Semantic Structure of Feature Space in Large Language Models
For researchers in AI interpretability and cognitive science, this work provides evidence that LLMs encode semantic structure similar to human cognition, but the findings are incremental as they extend known alignment results.
The paper shows that geometric relations between semantic features in LLM hidden states mirror human psychological associations, with high correlations between model projections and human ratings on 32 semantic axes, and that steering effects on one axis spill over proportionally to cosine similarities between axes.

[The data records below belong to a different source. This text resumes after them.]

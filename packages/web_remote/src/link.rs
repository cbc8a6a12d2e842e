//! Outbound Link
//!
//! One supervisor task per configured instance URL. Each slot dials out,
//! forwards command payloads, feeds announcements into the registry and
//! everything else to the front ends, and redials with exponential backoff
//! after a failure or close.

use std::sync::Arc;
use std::time::Duration;

use futures::{SinkExt, StreamExt};
use serde::Serialize;
use tokio::sync::{Mutex, mpsc};
use tokio::task::JoinHandle;
use tokio_tungstenite::tungstenite::Message;
use tokio_util::sync::CancellationToken;
use tracing::{debug, info, warn};

use crate::config::LinkConfig;
use crate::hub::FrontendHub;
use crate::metrics::RelayMetrics;
use crate::protocol::{LinkFrame, Transport, classify_link_frame, parse_announcement};
use crate::registry::Source;

/// Commands buffered per connected link before sends are dropped.
const LINK_QUEUE: usize = 64;

/// Reconnect delays: `base`, `2·base`, `4·base`, … never above `max`.
#[derive(Debug, Clone)]
pub struct Backoff {
    base: Duration,
    max: Duration,
    current: Duration,
}

impl Backoff {
    pub fn new(base: Duration, max: Duration) -> Self {
        Self {
            base,
            max: max.max(base),
            current: base,
        }
    }

    pub fn next_delay(&mut self) -> Duration {
        let delay = self.current;
        self.current = self.current.saturating_mul(2).min(self.max);
        delay
    }

    pub fn reset(&mut self) {
        self.current = self.base;
    }
}

#[derive(Debug, Clone, PartialEq, Eq, Serialize)]
#[serde(tag = "state", rename_all = "snake_case")]
pub enum LinkState {
    Disconnected { retry_in_ms: u64 },
    Connecting,
    Connected,
}

/// Point-in-time view of a slot, for the HTTP API.
#[derive(Debug, Clone, Serialize)]
pub struct LinkStatus {
    pub url: String,
    #[serde(flatten)]
    pub state: LinkState,
    pub instance: Option<String>,
}

/// Lifecycle events of one link connection.
#[derive(Debug, Clone, PartialEq, Eq)]
pub enum LinkEvent {
    Opened,
    Frame(String),
    Closed,
}

/// A configured target URL. The slot outlives individual connections.
pub struct LinkSlot {
    url: String,
    /// Instance id most recently announced on the current connection.
    announced: Mutex<Option<String>>,
    outbound: Mutex<Option<mpsc::Sender<String>>>,
    state: Mutex<LinkState>,
}

impl LinkSlot {
    pub fn new(url: String) -> Self {
        Self {
            url,
            announced: Mutex::new(None),
            outbound: Mutex::new(None),
            state: Mutex::new(LinkState::Disconnected { retry_in_ms: 0 }),
        }
    }

    pub fn url(&self) -> &str {
        &self.url
    }

    pub async fn announced(&self) -> Option<String> {
        self.announced.lock().await.clone()
    }

    /// Replace the announced instance, returning the previous one.
    pub async fn set_announced(&self, instance: Option<String>) -> Option<String> {
        std::mem::replace(&mut *self.announced.lock().await, instance)
    }

    pub async fn attach(&self, tx: mpsc::Sender<String>) {
        *self.outbound.lock().await = Some(tx);
    }

    pub async fn detach(&self) {
        self.outbound.lock().await.take();
    }

    pub async fn is_connected(&self) -> bool {
        self.outbound
            .lock()
            .await
            .as_ref()
            .is_some_and(|tx| !tx.is_closed())
    }

    pub async fn state(&self) -> LinkState {
        self.state.lock().await.clone()
    }

    async fn set_state(&self, state: LinkState) {
        *self.state.lock().await = state;
    }

    pub async fn status(&self) -> LinkStatus {
        LinkStatus {
            url: self.url.clone(),
            state: self.state().await,
            instance: self.announced().await,
        }
    }

    /// Queue `payload` for the live connection. Returns false (and drops the
    /// payload) when there is none.
    pub async fn send(&self, payload: &str) -> bool {
        let outbound = self.outbound.lock().await;
        let Some(tx) = outbound.as_ref() else {
            debug!(url = %self.url, "link not connected, dropping command");
            return false;
        };
        match tx.try_send(payload.to_string()) {
            Ok(()) => true,
            Err(mpsc::error::TrySendError::Full(_)) => {
                warn!(url = %self.url, "link queue full, dropping command");
                false
            }
            Err(mpsc::error::TrySendError::Closed(_)) => false,
        }
    }
}

pub struct LinkManager {
    slots: Vec<Arc<LinkSlot>>,
    hub: Arc<FrontendHub>,
    metrics: Arc<RelayMetrics>,
    config: LinkConfig,
}

impl LinkManager {
    pub fn new(config: LinkConfig, hub: Arc<FrontendHub>, metrics: Arc<RelayMetrics>) -> Self {
        let slots = config
            .urls
            .iter()
            .map(|url| Arc::new(LinkSlot::new(url.clone())))
            .collect();
        Self {
            slots,
            hub,
            metrics,
            config,
        }
    }

    pub fn slots(&self) -> &[Arc<LinkSlot>] {
        &self.slots
    }

    pub async fn connected_count(&self) -> usize {
        let mut n = 0;
        for slot in &self.slots {
            if slot.is_connected().await {
                n += 1;
            }
        }
        n
    }

    pub async fn statuses(&self) -> Vec<LinkStatus> {
        let mut out = Vec::with_capacity(self.slots.len());
        for slot in &self.slots {
            out.push(slot.status().await);
        }
        out
    }

    /// Spawn one supervisor per slot. Tasks exit when `cancel` fires.
    pub fn start(self: &Arc<Self>, cancel: CancellationToken) -> Vec<JoinHandle<()>> {
        if self.slots.is_empty() {
            debug!("no outbound links configured");
        }
        self.slots
            .iter()
            .map(|slot| {
                let manager = self.clone();
                let slot = slot.clone();
                let cancel = cancel.clone();
                tokio::spawn(async move { manager.supervise(slot, cancel).await })
            })
            .collect()
    }

    async fn supervise(&self, slot: Arc<LinkSlot>, cancel: CancellationToken) {
        let mut backoff = Backoff::new(self.config.initial_backoff, self.config.max_backoff);

        loop {
            slot.set_state(LinkState::Connecting).await;
            debug!(url = %slot.url(), "connecting to instance");

            let connected = tokio::select! {
                _ = cancel.cancelled() => break,
                result = tokio_tungstenite::connect_async(slot.url()) => result,
            };

            match connected {
                Ok((ws, _)) => {
                    if self.config.reset_backoff_on_connect {
                        backoff.reset();
                    }
                    self.run_connection(&slot, ws, &cancel).await;
                }
                Err(e) => {
                    warn!(url = %slot.url(), error = %e, "link connect failed");
                }
            }

            if cancel.is_cancelled() {
                break;
            }

            let delay = backoff.next_delay();
            slot.set_state(LinkState::Disconnected {
                retry_in_ms: delay.as_millis() as u64,
            })
            .await;
            info!(url = %slot.url(), delay_ms = delay.as_millis() as u64, "link down, retrying");

            tokio::select! {
                _ = cancel.cancelled() => break,
                _ = tokio::time::sleep(delay) => {}
            }
        }

        slot.set_state(LinkState::Disconnected { retry_in_ms: 0 }).await;
        debug!(url = %slot.url(), "link supervisor stopped");
    }

    async fn run_connection(
        &self,
        slot: &LinkSlot,
        ws: tokio_tungstenite::WebSocketStream<
            tokio_tungstenite::MaybeTlsStream<tokio::net::TcpStream>,
        >,
        cancel: &CancellationToken,
    ) {
        let (mut ws_write, mut ws_read) = ws.split();
        let (tx, mut rx) = mpsc::channel::<String>(LINK_QUEUE);

        self.handle_event(slot, LinkEvent::Opened).await;
        slot.attach(tx).await;

        loop {
            tokio::select! {
                _ = cancel.cancelled() => {
                    if let Err(e) = ws_write.send(Message::Close(None)).await {
                        debug!(url = %slot.url(), error = %e, "link close");
                    }
                    break;
                }
                Some(payload) = rx.recv() => {
                    if let Err(e) = ws_write.send(Message::Text(payload.into())).await {
                        warn!(url = %slot.url(), error = %e, "link send failed");
                        break;
                    }
                }
                msg = ws_read.next() => match msg {
                    Some(Ok(Message::Text(text))) => {
                        self.handle_event(slot, LinkEvent::Frame(text.as_str().to_owned())).await;
                    }
                    Some(Ok(Message::Close(_))) | None => break,
                    Some(Ok(_)) => {}
                    Some(Err(e)) => {
                        warn!(url = %slot.url(), error = %e, "link read failed");
                        break;
                    }
                }
            }
        }

        slot.detach().await;
        self.handle_event(slot, LinkEvent::Closed).await;
    }

    /// Apply one connection event to the registry and the front ends.
    pub async fn handle_event(&self, slot: &LinkSlot, event: LinkEvent) {
        let source = Source::Link(slot.url().to_string());

        match event {
            LinkEvent::Opened => {
                slot.set_announced(None).await;
                slot.set_state(LinkState::Connected).await;
                self.metrics.link_connected();
                info!(url = %slot.url(), "link connected");
            }
            LinkEvent::Frame(text) => match classify_link_frame(&text) {
                LinkFrame::Announcement(body) => {
                    let record = match parse_announcement(body, Transport::Link) {
                        Ok(record) => record,
                        Err(e) => {
                            warn!(url = %slot.url(), error = %e, "ignoring announcement");
                            return;
                        }
                    };
                    let id = record.instance().to_string();
                    let previous = slot.set_announced(Some(id.clone())).await;
                    self.hub
                        .apply_presence(|table| {
                            if let Some(prev) = previous.as_deref().filter(|p| *p != id) {
                                table.depart(prev, &source);
                            }
                            table.upsert(record, source);
                        })
                        .await;
                    info!(url = %slot.url(), instance = %id, "instance announced");
                }
                LinkFrame::Passthrough(raw) => self.hub.broadcast_passthrough(raw).await,
            },
            LinkEvent::Closed => {
                self.metrics.link_disconnected();
                if let Some(id) = slot.set_announced(None).await {
                    self.hub.apply_presence(|table| table.depart(&id, &source)).await;
                }
                info!(url = %slot.url(), "link closed");
            }
        }
    }
}
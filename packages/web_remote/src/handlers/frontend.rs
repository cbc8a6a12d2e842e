use std::sync::Arc;

use axum::{
    extract::{
        Query, Request, State, WebSocketUpgrade,
        ws::{Message, WebSocket, rejection::WebSocketUpgradeRejection},
    },
    response::{IntoResponse, Response},
};
use futures::{SinkExt, StreamExt};
use serde::Deserialize;
use tower::ServiceExt;
use tower_http::services::ServeDir;
use tracing::{debug, info};

use crate::AppState;
use crate::hub::FrontendHub;
use crate::router::CommandRouter;

#[derive(Debug, Default, Deserialize)]
pub struct FrontendParams {
    /// Instance injected into commands that do not name one.
    pub instance: Option<String>,
}

impl FrontendParams {
    fn default_instance(self) -> Option<String> {
        self.instance.filter(|i| !i.trim().is_empty())
    }
}

/// `/` serves both the control panel and its WebSocket: upgrade requests
/// join the hub, everything else falls through to the static files.
pub async fn root_handler(
    State(state): State<AppState>,
    Query(params): Query<FrontendParams>,
    ws: Result<WebSocketUpgrade, WebSocketUpgradeRejection>,
    request: Request,
) -> Response {
    match ws {
        Ok(ws) => upgrade(state, params, ws),
        Err(_) => {
            let files = ServeDir::new(&state.server_config.public_dir);
            match files.oneshot(request).await {
                Ok(response) => response.into_response(),
                Err(never) => match never {},
            }
        }
    }
}

/// `/ws` - WebSocket only
pub async fn frontend_ws_handler(
    State(state): State<AppState>,
    Query(params): Query<FrontendParams>,
    ws: WebSocketUpgrade,
) -> Response {
    upgrade(state, params, ws)
}

fn upgrade(state: AppState, params: FrontendParams, ws: WebSocketUpgrade) -> Response {
    let hub = state.hub.clone();
    let router = state.router.clone();
    let default_instance = params.default_instance();
    ws.on_upgrade(move |socket| handle_frontend(socket, hub, router, default_instance))
}

/// Pump one front-end connection: hub frames out, commands in.
pub async fn handle_frontend(
    socket: WebSocket,
    hub: Arc<FrontendHub>,
    router: Arc<CommandRouter>,
    default_instance: Option<String>,
) {
    let mut session = hub.connect().await;
    let id = session.id.clone();
    info!(session = %id, instance = ?default_instance, "Frontend connected");

    let (mut ws_sender, mut ws_receiver) = socket.split();

    let send_task = tokio::spawn(async move {
        while let Some(frame) = session.recv().await {
            if ws_sender.send(Message::Text(frame.into())).await.is_err() {
                break;
            }
        }
    });

    while let Some(msg) = ws_receiver.next().await {
        match msg {
            Ok(Message::Text(text)) => {
                // Rejections are logged and counted by the router.
                let _ = router.route(text.as_str(), default_instance.as_deref()).await;
            }
            Ok(Message::Close(_)) => break,
            Ok(_) => {}
            Err(e) => {
                debug!(session = %id, error = %e, "frontend read failed");
                break;
            }
        }
    }

    hub.disconnect(&id).await;
    send_task.abort();
    info!(session = %id, "Frontend disconnected");
}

We show that the geometric relations between semantic features in large language models' hidden states closely mirror human psychological associations. We construct feature vectors corresponding to 360 words and project them on 32 semantic axes (e.g. beautiful-ugly, soft-hard), and find that these projections correlate highly with human ratings of those words on the respective semantic scales. Second, we find that the cosine similarities between the semantic axes themselves are highly predictive of the correlations between these scales in the survey. Third, we show that substantial variance across the 32 semantic axes lies on a low-dimensional subspace, reproducing patterns typical of human semantic associations. Finally, we demonstrate that steering a word on one semantic axis causes spillover effects on the model's rating of that word on other semantic scales proportionate to the cosine similarity between those semantic axes. These findings suggest that features should be understood not only in isolation but through their geometric relations and the meaningful subspaces they form.